Report back every line below that carries the word "given".

-- EXTRACTED INFORMATION --
=== Begin Enclosure ===

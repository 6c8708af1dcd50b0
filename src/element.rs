#![warn(missing_docs)]
//! The optical elements a paraxial beam may traverse.
//!
//! Only two kinds of elements exist: free-space gaps and ideal thin lenses. Both are described by a single
//! length and are checked for physical validity on construction.
use std::fmt::Display;

use serde::{Deserialize, Serialize};
use uom::{
    fmt::DisplayStyle::Abbreviation,
    num_traits::Zero,
    si::{f64::Length, length::millimeter},
};

use crate::{
    error::BpResult,
    ray::ParaxialRay,
    ray_transfer_matrix::{check_distance, check_focal_length, RayTransferMatrix},
};

/// An element of an [`OpticalSystem`](crate::system::OpticalSystem).
///
/// ## Invariants
///   - the `distance` of [`OpticalElement::FreeSpace`] is finite and >= 0.0. A zero distance represents coincident planes.
///   - the `focal_length` of [`OpticalElement::ThinLens`] is finite and != 0.0. A positive focal length corresponds to a
///     converging lens while a negative focal length represents a diverging lens.
///
/// Use the constructors [`OpticalElement::free_space`] and [`OpticalElement::thin_lens`], which enforce these invariants.
/// Elements created directly (or deserialized from a file) can be checked with [`OpticalElement::validate`].
#[derive(Debug, Clone, Copy, PartialEq, Serialize, Deserialize)]
pub enum OpticalElement {
    /// free-space propagation over the given distance along the optical axis
    FreeSpace {
        /// propagation distance
        distance: Length,
    },
    /// refraction at an ideal (infinitesimally thin, aberration free) lens
    ThinLens {
        /// focal length of the lens
        focal_length: Length,
    },
}
impl OpticalElement {
    /// Create a new free-space element of the given `distance`.
    ///
    /// # Errors
    ///
    /// This function will return an error if the distance is negative or not finite.
    pub fn free_space(distance: Length) -> BpResult<Self> {
        check_distance(distance)?;
        Ok(Self::FreeSpace { distance })
    }
    /// Create a new thin lens with the given `focal_length`.
    ///
    /// # Errors
    ///
    /// This function will return an error if the focal length is zero or not finite.
    pub fn thin_lens(focal_length: Length) -> BpResult<Self> {
        check_focal_length(focal_length)?;
        Ok(Self::ThinLens { focal_length })
    }
    /// Check the invariants of this [`OpticalElement`].
    ///
    /// # Errors
    ///
    /// This function will return an error if the element violates its invariants (see [`OpticalElement`]).
    pub fn validate(&self) -> BpResult<()> {
        match self {
            Self::FreeSpace { distance } => check_distance(*distance),
            Self::ThinLens { focal_length } => check_focal_length(*focal_length),
        }
    }
    /// Returns the ray-transfer matrix of this [`OpticalElement`].
    ///
    /// # Errors
    ///
    /// This function will return an error if the element violates its invariants.
    pub fn matrix(&self) -> BpResult<RayTransferMatrix> {
        match self {
            Self::FreeSpace { distance } => RayTransferMatrix::free_space(*distance),
            Self::ThinLens { focal_length } => RayTransferMatrix::thin_lens(*focal_length),
        }
    }
    /// Returns the length this element occupies along the optical axis.
    ///
    /// This is the `distance` for free space and zero for a thin lens.
    #[must_use]
    pub fn axial_length(&self) -> Length {
        match self {
            Self::FreeSpace { distance } => *distance,
            Self::ThinLens { .. } => Length::zero(),
        }
    }
    /// Returns `true` if this element is a thin lens.
    #[must_use]
    pub const fn is_lens(&self) -> bool {
        matches!(self, Self::ThinLens { .. })
    }
    /// Pass the given [`ParaxialRay`] through this element.
    ///
    /// # Errors
    ///
    /// This function will return an error if the element violates its invariants.
    pub fn apply(&self, ray: &mut ParaxialRay) -> BpResult<()> {
        match self {
            Self::FreeSpace { distance } => ray.propagate(*distance),
            Self::ThinLens { focal_length } => ray.refract_paraxial(*focal_length),
        }
    }
}
impl Display for OpticalElement {
    fn fmt(&self, f: &mut std::fmt::Formatter<'_>) -> std::fmt::Result {
        let fmt_length = Length::format_args(millimeter, Abbreviation);
        match self {
            Self::FreeSpace { distance } => {
                write!(f, "free space ({:.2})", fmt_length.with(*distance))
            }
            Self::ThinLens { focal_length } => {
                write!(f, "thin lens (f = {:.2})", fmt_length.with(*focal_length))
            }
        }
    }
}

=== End Enclosure ===

-- EXERCISE ANSWER --
    /// free-space propagation over the given distance along the optical axis
    /// Create a new free-space element of the given `distance`.
    /// Create a new thin lens with the given `focal_length`.
    /// Pass the given [`ParaxialRay`] through this element.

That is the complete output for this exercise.